Basic inference for high-throughput data

Inference in Practice

Suppose we were given high-throughput gene expression data that was measured for several individuals in two populations. We are asked to report which genes have different average expression levels in the two populations. If instead of thousands of genes, we were handed data from just one gene, we could simply apply the inference techniques that we have learned before. We could, for example, use a t-test or some other test. Here we review what changes when we consider high-throughput data.

p-values are random variables

An important concept to remember in order to understand the concepts presented in this chapter is that p-values are random variables.
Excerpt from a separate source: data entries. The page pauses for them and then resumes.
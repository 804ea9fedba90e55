//! Dense scratch grids used during generation

use super::point::{Point, HEIGHT, TILE_COUNT, WIDTH};

/// A WIDTH x HEIGHT grid of values stored row-major
#[derive(Debug, Clone, PartialEq, Eq)]
pub struct Layer<T> {
    cells: Vec<T>,
}

impl<T: Copy> Layer<T> {
    /// Create a layer with every cell set to `fill`
    pub fn new(fill: T) -> Self {
        Self {
            cells: vec![fill; TILE_COUNT],
        }
    }

    /// Build a layer by evaluating `f` at every point in row-major order
    pub fn from_fn(f: impl FnMut(Point) -> T) -> Self {
        Self {
            cells: super::point::each_point().map(f).collect(),
        }
    }

    /// Read with horizontal wrap and vertical clamp
    #[inline]
    pub fn get(&self, p: Point) -> T {
        self.cells[p.wrapped().index()]
    }

    /// Write a cell. Points outside the grid are ignored.
    #[inline]
    pub fn set(&mut self, p: Point, value: T) {
        if p.in_bounds() {
            self.cells[p.index()] = value;
        }
    }

    /// Apply `f` to each in-grid offset of `origin`.
    ///
    /// x wraps around the seam; deltas that land above or below the poles are
    /// skipped rather than clamped.
    pub fn each_relative<R>(
        &self,
        origin: Point,
        deltas: &[(i32, i32)],
        mut f: impl FnMut(T, Point) -> R,
    ) -> Vec<R> {
        deltas
            .iter()
            .map(|&d| origin.offset(d))
            .filter(|p| p.y >= 0 && p.y < HEIGHT)
            .map(|p| {
                let p = Point::new(p.x.rem_euclid(WIDTH), p.y);
                f(self.get(p), p)
            })
            .collect()
    }

    /// Overwrite every cell with the contents of `other`
    pub fn copy_from(&mut self, other: &Layer<T>) {
        self.cells.copy_from_slice(&other.cells);
    }

    /// Iterate `(point, value)` in row-major order
    pub fn iter(&self) -> impl Iterator<Item = (Point, T)> + '_ {
        self.cells
            .iter()
            .enumerate()
            .map(|(i, &v)| (Point::from_index(i), v))
    }

    /// Raw row-major cells
    pub fn cells(&self) -> &[T] {
        &self.cells
    }
}

#[cfg(test)]
mod tests {
    use super::*;

    fn numbered() -> Layer<i32> {
        Layer::from_fn(|p| p.y * 1000 + p.x)
    }

    #[test]
    fn test_get_wraps_horizontally() {
        let layer = numbered();
        for y in [0, 7, HEIGHT - 1] {
            for x in -2 * WIDTH..3 * WIDTH {
                assert_eq!(
                    layer.get(Point::new(x, y)),
                    layer.get(Point::new(x.rem_euclid(WIDTH), y))
                );
            }
        }
    }

    #[test]
    fn test_get_clamps_vertically() {
        let layer = numbered();
        for x in 0..WIDTH {
            assert_eq!(layer.get(Point::new(x, -1)), layer.get(Point::new(x, 0)));
            assert_eq!(
                layer.get(Point::new(x, HEIGHT)),
                layer.get(Point::new(x, HEIGHT - 1))
            );
        }
    }

    #[test]
    fn test_set_ignores_out_of_range() {
        let mut layer = Layer::new(0u8);
        let before = layer.clone();
        layer.set(Point::new(-1, 5), 9);
        layer.set(Point::new(WIDTH, 5), 9);
        layer.set(Point::new(5, -1), 9);
        layer.set(Point::new(5, HEIGHT), 9);
        assert_eq!(layer, before);

        layer.set(Point::new(3, 4), 9);
        assert_eq!(layer.get(Point::new(3, 4)), 9);
    }

    #[test]
    fn test_each_relative_skips_past_poles() {
        let layer = numbered();
        let hits = layer.each_relative(Point::new(0, 0), &[(0, -1), (-1, 0), (0, 1)], |v, p| (v, p));
        assert_eq!(hits.len(), 2);
        assert_eq!(hits[0].1, Point::new(WIDTH - 1, 0));
        assert_eq!(hits[0].0, WIDTH - 1);
        assert_eq!(hits[1].1, Point::new(0, 1));
    }

    #[test]
    fn test_copy_from_restores_exactly() {
        let original = numbered();
        let mut working = original.clone();
        working.set(Point::new(10, 10), -5);
        assert_ne!(working, original);
        working.copy_from(&original);
        assert_eq!(working, original);
    }
}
To see this, consider the example in which we define a p-value from a t-test with a large enough sample size to use the CLT approximation. Then our p-value is defined as the probability that a normally distributed random variable is larger, in absolute value, than the observed t-test, call it $Z$ . So for a two sided test the p-value is:

$p = 2 \{ 1 - \Phi(Z)\}$

In R, we write:

2*(1-pnorm(Z))

Now because $Z$ is a random variable and $\Phi$ is a deterministic function, $p$ is also a random variable. We will create a Monte Carlo simulation showing how the values of $p$ change. We use femaleControlsPopulation.csv from earlier chapters.

We read in the data, and use replicate to repeatedly create p-values.

set.seed(1)
population = unlist( read.csv("femaleControlsPopulation.csv") )
N <- 12
B <- 10000
pvals <- replicate(B,{
  control = sample(population,N)
  treatment = sample(population,N)
  t.test(treatment,control)$p.val 
  })
hist(pvals)

P-value histogram for 10,000 tests in which null hypothesis is true.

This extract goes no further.